In her annual review of the Scottish Government’s Consolidated Accounts, Auditor General Caroline Gardner said the Scottish Government managed its overall 2016-17 budget of £33.96 billion well, reporting a small underspend of £85 million against this.
The Scottish Government said the £85 million — 0.3% of the budget — was the lowest underspend since devolution in 1999.
Gardner said that for the second year, the Scottish budget included new tax and borrowing powers, with £633 million raised by the Land and Buildings Transactions Tax and Scottish Landfill Tax in 2016-17 –£38 million less than forecast.
The Scottish Government managed this shortfall through underspends in its overall budget.
“Governance arrangements changed during the year and the Scottish Government is reviewing their effectiveness,” said the Auditor General’s report.
“Success depends on the culture and behaviours of those involved to ensure robust scrutiny, challenge and transparency.

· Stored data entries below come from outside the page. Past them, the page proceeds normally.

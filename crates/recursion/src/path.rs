use std::fmt::Debug;
use std::hash::Hash;
use std::path::{Path, PathBuf};

/// Path type a [`RecursionRoot`](crate::RecursionRoot) is expressed in.
///
/// The local engine uses [`PathBuf`]; the remote engine supplies its own
/// server-side path type.
pub trait TraversalPath: Clone + Debug + Eq + Hash + Send + 'static {
    /// Returns `true` for the empty path, which never names a directory.
    fn is_empty(&self) -> bool;

    /// Returns the path of `name` inside `self`.
    #[must_use]
    fn join_name(&self, name: &str) -> Self;

    /// Returns the containing directory, if any.
    fn parent_dir(&self) -> Option<Self>;

    /// Returns `true` if `other` lies strictly below `self`.
    fn is_ancestor_of(&self, other: &Self) -> bool;

    /// Returns `true` if `other` is `self` or lies below it.
    fn contains(&self, other: &Self) -> bool {
        self == other || self.is_ancestor_of(other)
    }
}

impl TraversalPath for PathBuf {
    fn is_empty(&self) -> bool {
        self.as_os_str().is_empty()
    }

    fn join_name(&self, name: &str) -> Self {
        if name.is_empty() {
            self.clone()
        } else {
            self.join(name)
        }
    }

    fn parent_dir(&self) -> Option<Self> {
        self.parent().map(Path::to_path_buf)
    }

    fn is_ancestor_of(&self, other: &Self) -> bool {
        self != other && other.starts_with(self)
    }
}
//! Temporary directory trees and log capture for engine tests.

use std::fs;
use std::io;
use std::path::{Path, PathBuf};
use std::sync::{Arc, Mutex, PoisonError};

use tempfile::TempDir;
use tracing_subscriber::EnvFilter;

/// A directory tree under a temporary root, removed on drop.
///
/// Paths passed to the helpers are relative to the root; missing parent
/// directories are created.
pub struct TestTree {
    dir: TempDir,
}

impl TestTree {
    /// Creates an empty tree.
    ///
    /// # Panics
    ///
    /// Panics if the temporary directory cannot be created.
    #[must_use]
    pub fn new() -> Self {
        Self {
            dir: tempfile::tempdir().expect("create temporary directory"),
        }
    }

    /// Root of the tree.
    #[must_use]
    pub fn root(&self) -> &Path {
        self.dir.path()
    }

    /// Absolute path of `relative`.
    #[must_use]
    pub fn path(&self, relative: impl AsRef<Path>) -> PathBuf {
        self.dir.path().join(relative)
    }

    /// Creates the directory `relative` and its parents.
    pub fn mkdir(&self, relative: impl AsRef<Path>) -> &Self {
        fs::create_dir_all(self.path(relative)).expect("create directory");
        self
    }

    /// Writes `contents` to `relative`.
    pub fn write(&self, relative: impl AsRef<Path>, contents: impl AsRef<[u8]>) -> &Self {
        let path = self.path(relative);
        if let Some(parent) = path.parent() {
            fs::create_dir_all(parent).expect("create parent directory");
        }
        fs::write(&path, contents).expect("write file");
        self
    }

    /// Creates `count` empty files named `{prefix}{index}` in `relative`.
    pub fn populate(&self, relative: impl AsRef<Path>, prefix: &str, count: usize) -> &Self {
        let dir = self.path(relative);
        fs::create_dir_all(&dir).expect("create directory");
        for index in 0..count {
            fs::write(dir.join(format!("{prefix}{index}")), b"").expect("write file");
        }
        self
    }

    /// Creates a symbolic link at `relative` pointing to `target`.
    #[cfg(unix)]
    pub fn symlink(&self, target: impl AsRef<Path>, relative: impl AsRef<Path>) -> &Self {
        let link = self.path(relative);
        if let Some(parent) = link.parent() {
            fs::create_dir_all(parent).expect("create parent directory");
        }
        std::os::unix::fs::symlink(target, link).expect("create symlink");
        self
    }
}

impl Default for TestTree {
    fn default() -> Self {
        Self::new()
    }
}

#[derive(Clone, Default)]
struct LogBuffer(Arc<Mutex<Vec<u8>>>);

impl io::Write for LogBuffer {
    fn write(&mut self, buf: &[u8]) -> io::Result<usize> {
        self.0
            .lock()
            .unwrap_or_else(PoisonError::into_inner)
            .extend_from_slice(buf);
        Ok(buf.len())
    }

    fn flush(&mut self) -> io::Result<()> {
        Ok(())
    }
}

/// Runs `body` with a fmt subscriber filtered by `filter` installed on the
/// current thread and returns everything it logged.
///
/// Lines carry their level and target, e.g. ` INFO dirops::walk: ...`.
pub fn capture_logs(filter: EnvFilter, body: impl FnOnce()) -> String {
    let buffer = LogBuffer::default();
    let writer = buffer.clone();
    let subscriber = tracing_subscriber::fmt()
        .with_env_filter(filter)
        .with_writer(move || writer.clone())
        .with_target(true)
        .with_ansi(false)
        .without_time()
        .finish();
    tracing::subscriber::with_default(subscriber, body);
    let bytes = buffer.0.lock().unwrap_or_else(PoisonError::into_inner).clone();
    String::from_utf8_lossy(&bytes).into_owned()
}

#[cfg(test)]
mod tests {
    use super::*;

    #[test]
    fn builds_nested_tree() {
        let tree = TestTree::new();
        tree.mkdir("a/b").write("a/file", "x").populate("many", "f", 3);
        assert!(tree.path("a/b").is_dir());
        assert_eq!(fs::read(tree.path("a/file")).expect("read"), b"x");
        assert_eq!(fs::read_dir(tree.path("many")).expect("list").count(), 3);
    }

    #[test]
    fn captures_only_enabled_targets() {
        let logs = capture_logs(EnvFilter::new("warn,shown=info"), || {
            tracing::info!(target: "shown", "visible line");
            tracing::info!(target: "hidden", "invisible line");
        });
        assert!(logs.contains("INFO shown: visible line"), "{logs}");
        assert!(!logs.contains("invisible"), "{logs}");
    }
}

“The Auditor General has recommended a number of areas that the Scottish Government can improve, to help the Parliament and the public in their scrutiny of public finances.”

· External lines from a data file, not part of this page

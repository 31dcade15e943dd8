//! crates/logging/src/tracing_macros.rs
//! Convenience macros for subsystem-scoped tracing.
//!
//! These macros wrap the standard tracing macros with the targets listed in
//! [`crate::targets`], so [`crate::VerbosityConfig::env_filter`] can switch
//! each subsystem on independently. Callers must depend on `tracing`.

/// Emit a local scan trace.
///
/// # Example
/// ```ignore
/// trace_walk!("scanning {}", path.display());
/// ```
#[macro_export]
macro_rules! trace_walk {
    ($($arg:tt)*) => {
        ::tracing::debug!(target: "dirops::walk", $($arg)*);
    };
}

/// Emit a remote state machine trace.
///
/// # Example
/// ```ignore
/// trace_remote!("listing {}", path);
/// ```
#[macro_export]
macro_rules! trace_remote {
    ($($arg:tt)*) => {
        ::tracing::debug!(target: "dirops::remote", $($arg)*);
    };
}

/// Emit a pending-queue trace.
#[macro_export]
macro_rules! trace_queue {
    ($($arg:tt)*) => {
        ::tracing::debug!(target: "dirops::queue", $($arg)*);
    };
}

/// Emit a cycle-guard trace for a directory reached twice.
#[macro_export]
macro_rules! trace_dup {
    ($($arg:tt)*) => {
        ::tracing::debug!(target: "dirops::dup", $($arg)*);
    };
}

/// Emit a filter decision trace.
#[macro_export]
macro_rules! trace_filter {
    ($($arg:tt)*) => {
        ::tracing::debug!(target: "dirops::filter", $($arg)*);
    };
}

/// Emit a command submission trace.
///
/// # Example
/// ```ignore
/// trace_cmd!("submitting {:?}", command);
/// ```
#[macro_export]
macro_rules! trace_cmd {
    ($($arg:tt)*) => {
        ::tracing::debug!(target: "dirops::cmd", $($arg)*);
    };
}

/// Emit a deletion trace.
#[macro_export]
macro_rules! trace_del {
    ($($arg:tt)*) => {
        ::tracing::info!(target: "dirops::delete", $($arg)*);
    };
}

/// Emit a permission change trace.
#[macro_export]
macro_rules! trace_chmod {
    ($($arg:tt)*) => {
        ::tracing::info!(target: "dirops::chmod", $($arg)*);
    };
}

/// Emit a transfer hand-off trace.
#[macro_export]
macro_rules! trace_transfer {
    ($($arg:tt)*) => {
        ::tracing::info!(target: "dirops::transfer", $($arg)*);
    };
}

/// Emit a statistics trace.
///
/// # Example
/// ```ignore
/// trace_stats!("processed {} files", count);
/// ```
#[macro_export]
macro_rules! trace_stats {
    ($($arg:tt)*) => {
        ::tracing::info!(target: "dirops::stats", $($arg)*);
    };
}
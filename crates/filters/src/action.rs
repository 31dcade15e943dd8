use std::fmt;

/// Action taken when a rule matches a path.
#[derive(Clone, Copy, Debug, Eq, PartialEq)]
pub enum FilterAction {
    /// Keep the matching path in the operation.
    Include,
    /// Drop the matching path from the operation.
    Exclude,
}

impl fmt::Display for FilterAction {
    fn fmt(&self, f: &mut fmt::Formatter<'_>) -> fmt::Result {
        match self {
            Self::Include => f.write_str("include"),
            Self::Exclude => f.write_str("exclude"),
        }
    }
}

#[cfg(test)]
mod tests {
    use super::FilterAction;

    #[test]
    fn display_variants_matches_expected_tokens() {
        assert_eq!(FilterAction::Include.to_string(), "include");
        assert_eq!(FilterAction::Exclude.to_string(), "exclude");
    }
}
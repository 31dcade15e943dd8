#![deny(unsafe_code)]
#![deny(missing_docs)]
#![deny(rustdoc::broken_intra_doc_links)]

//! # Overview
//!
//! `recursion` holds the model both directory engines share: a
//! [`RecursionRoot`] is one top-level traversal task owning a queue of
//! [`DirectoryVisit`] requests and a visited set, and [`RecursiveOperation`]
//! is the capability (mode, counters, cancellation) each engine exposes.
//!
//! # Design
//!
//! The queue model is generic over [`TraversalPath`] so the local engine can
//! queue [`PathBuf`](std::path::PathBuf)s while the remote engine queues its
//! server paths. Post-order work is a tagged request
//! ([`VisitKind::RemoveAfterContents`]) placed in the same queue rather than
//! a separate stack.
//!
//! # Invariants
//!
//! - A root is empty when its queue is empty or its start path is empty.
//!   Engines drop empty roots.
//! - A root records each enumerated path once; later visits of the same path
//!   are skipped.
//!
//! # Examples
//!
//! ```
//! use recursion::{LinkKind, RecursionRoot};
//! use std::path::PathBuf;
//!
//! let mut root = RecursionRoot::new(PathBuf::from("/srv/data"), false);
//! assert!(root.is_empty());
//!
//! root.add_dir_to_visit(PathBuf::from("/srv/data"), "", None, true, LinkKind::NotALink);
//! assert_eq!(root.pending_len(), 1);
//! assert!(root.mark_visited(PathBuf::from("/srv/data")));
//! assert!(!root.mark_visited(PathBuf::from("/srv/data")));
//! ```

mod active;
mod counters;
mod error;
mod mode;
mod operation;
mod path;
mod root;
mod sanitize;
mod visit;

pub use active::ActiveFilters;
pub use counters::OperationCounters;
pub use error::StartError;
pub use mode::OperationMode;
pub use operation::RecursiveOperation;
pub use path::TraversalPath;
pub use root::RecursionRoot;
pub use sanitize::sanitize_name;
pub use visit::{DirectoryVisit, LinkKind, VisitKind};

These include publishing a consolidated account for the whole public sector to outline total assets, liabilities, borrowing and investments; introducing a medium-term financial strategy to outline high-level financial plans for the next five years; and finalising policies and principles for using the new borrowing and reserves powers.

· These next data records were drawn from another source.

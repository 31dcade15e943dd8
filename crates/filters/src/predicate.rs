use std::path::{Path, PathBuf};
use std::time::SystemTime;

/// Attributes of one directory entry presented to a [`FilterPredicate`].
#[derive(Clone, Copy, Debug)]
pub struct FilterEntry<'a> {
    /// Entry name without any directory component.
    pub name: &'a str,
    /// Directory containing the entry.
    pub path: &'a Path,
    /// Whether the entry is a directory (or a link to one).
    pub is_dir: bool,
    /// Size in bytes, when known.
    pub size: Option<u64>,
    /// Platform attribute bits (permission bits on Unix).
    pub attributes: u32,
    /// Last modification time, when known.
    pub modified: Option<SystemTime>,
}

impl FilterEntry<'_> {
    /// Returns the entry's full path.
    #[must_use]
    pub fn full_path(&self) -> PathBuf {
        self.path.join(self.name)
    }
}

/// Decides whether a directory entry is excluded from an operation.
///
/// Implemented by [`crate::FilterSet`], by [`NoFilter`] and by any closure
/// `Fn(&FilterEntry) -> bool`.
pub trait FilterPredicate: Send + Sync {
    /// Returns `true` when the entry must be dropped.
    fn filtered(&self, entry: &FilterEntry<'_>) -> bool;
}

impl<F> FilterPredicate for F
where
    F: Fn(&FilterEntry<'_>) -> bool + Send + Sync,
{
    fn filtered(&self, entry: &FilterEntry<'_>) -> bool {
        self(entry)
    }
}

/// Predicate that never filters anything.
#[derive(Clone, Copy, Debug, Default, Eq, PartialEq)]
pub struct NoFilter;

impl FilterPredicate for NoFilter {
    fn filtered(&self, _entry: &FilterEntry<'_>) -> bool {
        false
    }
}
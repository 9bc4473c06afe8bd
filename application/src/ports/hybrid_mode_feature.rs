//! Hybrid mode feature port
//!
//! Read/write access to the one hybrid mode setting of the machine.

use async_trait::async_trait;
use hybridctl_domain::{FeatureError, HybridModeState};

/// Gateway to the hybrid graphics mode setting
///
/// There is exactly one logical instance per machine. Writes are not atomic:
/// an implementation may apply the hybrid switch and then fail on the
/// integrated-GPU sub-mode, reporting [`FeatureError::IgpuModeChange`].
#[async_trait]
pub trait HybridModeFeature: Send + Sync {
    /// Read the currently active state.
    async fn read_state(&self) -> Result<HybridModeState, FeatureError>;

    /// Persist a new state.
    async fn write_state(&self, state: HybridModeState) -> Result<(), FeatureError>;
}
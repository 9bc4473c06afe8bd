//! Hybrid graphics mode states.
//!
//! [`HybridModeState`] is the value a user requests and the firmware persists.
//! [`IgpuModeState`] is the integrated-GPU sub-configuration the firmware
//! reports alongside a failed mode change.
//!
//! | State | dGPU drives panel | iGPU sub-mode |
//! |-------|:-----------------:|---------------|
//! | `Off` | yes | - |
//! | `On` | no | `Default` |
//! | `Auto` | no | `Auto` |
//! | `FullPowerOnly` | no | `IntegratedOnly` |

use crate::core::error::DomainError;
use serde::{Deserialize, Serialize};
use std::fmt;

/// Hybrid graphics mode as persisted by the firmware.
#[derive(Debug, Clone, Copy, PartialEq, Eq, Hash, Serialize, Deserialize)]
#[serde(rename_all = "kebab-case")]
pub enum HybridModeState {
    /// Hybrid mode disabled: the discrete GPU drives the panel directly.
    Off,
    /// Hybrid mode enabled with the default integrated-GPU behaviour.
    On,
    /// Hybrid mode enabled; the firmware powers the dGPU down when idle.
    Auto,
    /// Hybrid mode enabled with the integrated GPU as the only renderer.
    FullPowerOnly,
}

impl HybridModeState {
    /// All states, in display order.
    pub const ALL: [HybridModeState; 4] = [
        HybridModeState::On,
        HybridModeState::Auto,
        HybridModeState::FullPowerOnly,
        HybridModeState::Off,
    ];

    /// Stable identifier used on the command line and in config files.
    pub fn as_str(&self) -> &'static str {
        match self {
            HybridModeState::Off => "off",
            HybridModeState::On => "on",
            HybridModeState::Auto => "auto",
            HybridModeState::FullPowerOnly => "full-power-only",
        }
    }

    pub fn is_off(&self) -> bool {
        matches!(self, HybridModeState::Off)
    }

    /// Whether the discrete GPU is wired straight to the panel in this state.
    pub fn is_dgpu_direct(&self) -> bool {
        self.is_off()
    }

    /// The integrated-GPU sub-mode this state asks the firmware for.
    ///
    /// `None` for `Off`, where the sub-mode is irrelevant.
    pub fn igpu_mode(&self) -> Option<IgpuModeState> {
        match self {
            HybridModeState::Off => None,
            HybridModeState::On => Some(IgpuModeState::Default),
            HybridModeState::Auto => Some(IgpuModeState::Auto),
            HybridModeState::FullPowerOnly => Some(IgpuModeState::IntegratedOnly),
        }
    }

    /// Inverse of [`is_dgpu_direct`](Self::is_dgpu_direct) + [`igpu_mode`](Self::igpu_mode).
    ///
    /// Returns `None` when the sub-mode is not one this tool can represent.
    pub fn from_hardware(dgpu_direct: bool, igpu_mode: IgpuModeState) -> Option<Self> {
        if dgpu_direct {
            return Some(HybridModeState::Off);
        }
        match igpu_mode {
            IgpuModeState::Default => Some(HybridModeState::On),
            IgpuModeState::Auto => Some(HybridModeState::Auto),
            IgpuModeState::IntegratedOnly => Some(HybridModeState::FullPowerOnly),
            IgpuModeState::Other(_) => None,
        }
    }
}

impl fmt::Display for HybridModeState {
    fn fmt(&self, f: &mut fmt::Formatter<'_>) -> fmt::Result {
        f.write_str(self.as_str())
    }
}

impl std::str::FromStr for HybridModeState {
    type Err = DomainError;

    fn from_str(s: &str) -> Result<Self, Self::Err> {
        match s.trim().to_lowercase().as_str() {
            "off" | "disabled" | "dgpu" => Ok(HybridModeState::Off),
            "on" | "enabled" | "hybrid" => Ok(HybridModeState::On),
            "auto" => Ok(HybridModeState::Auto),
            "full-power-only" | "full_power_only" | "fullpoweronly" | "igpu-only" => {
                Ok(HybridModeState::FullPowerOnly)
            }
            _ => Err(DomainError::InvalidState(s.to_string())),
        }
    }
}

/// Integrated-GPU sub-configuration carried by a failed mode change.
#[derive(Debug, Clone, Copy, PartialEq, Eq, Hash, Serialize, Deserialize)]
#[serde(rename_all = "kebab-case")]
pub enum IgpuModeState {
    Default,
    IntegratedOnly,
    Auto,
    /// Raw firmware value without a known meaning.
    Other(u8),
}

impl IgpuModeState {
    /// Firmware encoding of the sub-mode (`igpumode` attribute).
    pub fn raw(&self) -> u8 {
        match self {
            IgpuModeState::Default => 0,
            IgpuModeState::IntegratedOnly => 1,
            IgpuModeState::Auto => 2,
            IgpuModeState::Other(value) => *value,
        }
    }

    pub fn from_raw(value: u8) -> Self {
        match value {
            0 => IgpuModeState::Default,
            1 => IgpuModeState::IntegratedOnly,
            2 => IgpuModeState::Auto,
            other => IgpuModeState::Other(other),
        }
    }
}

impl fmt::Display for IgpuModeState {
    fn fmt(&self, f: &mut fmt::Formatter<'_>) -> fmt::Result {
        match self {
            IgpuModeState::Default => write!(f, "default"),
            IgpuModeState::IntegratedOnly => write!(f, "integrated-only"),
            IgpuModeState::Auto => write!(f, "auto"),
            IgpuModeState::Other(value) => write!(f, "unknown({})", value),
        }
    }
}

Caroline Gardner, Auditor General, said: “The Scottish Government’s consolidated accounts are a key component of its accountability to the Parliament and the public.
“The arrival of substantial new financial powers and potential changes arising from Brexit mean it is critical that it continues to strengthen its approach to public financial management and reporting.
“I hope my recommendations will support that vital work moving forward.”
Other significant audit matters in the report include the financial impact and management of the continued risks associated with the Common Agricultural Policy Futures Programme, established to implement reforms and deliver financial aid to farmers and rural businesses.
They also included “the outcomes following closure of the European Structural Funds 2007-13 programmes which provide financial assistance in areas such as transport links and business growth.”
The report concluded: “The 2016-17 accounts show that the Scottish Government needs to repay £31 million to the European Commission representing grant payments received over and above expenditure declared to the EC.
“Project sponsors were also overpaid £16 million as a result of errors and subsequent application of penalties. It’s unclear whether the Scottish Government will fully recover these debts.”
Finance Secretary Derek Mackay said: “These accounts show the Scottish Government has once again demonstrated we have control over our public finances and I welcome the Auditor General’s report.
“We will continue to work with the Scottish Parliament and key stakeholders as we take forward the implementation of new powers and the associated financial management frameworks.
“Under the current devolution settlement, the Scottish Government is not permitted to overspend its budget.
“As a consequence, we have consistently adopted a position of controlling expenditure to ensure we live within the budget caps that apply, while maximising spending on public services.
“Our competent management of the public purse has once again been demonstrated in a time of considerable economic turbulence and substantial pressure on Scotland’s public finances, as a result of continuing UK Government austerity.”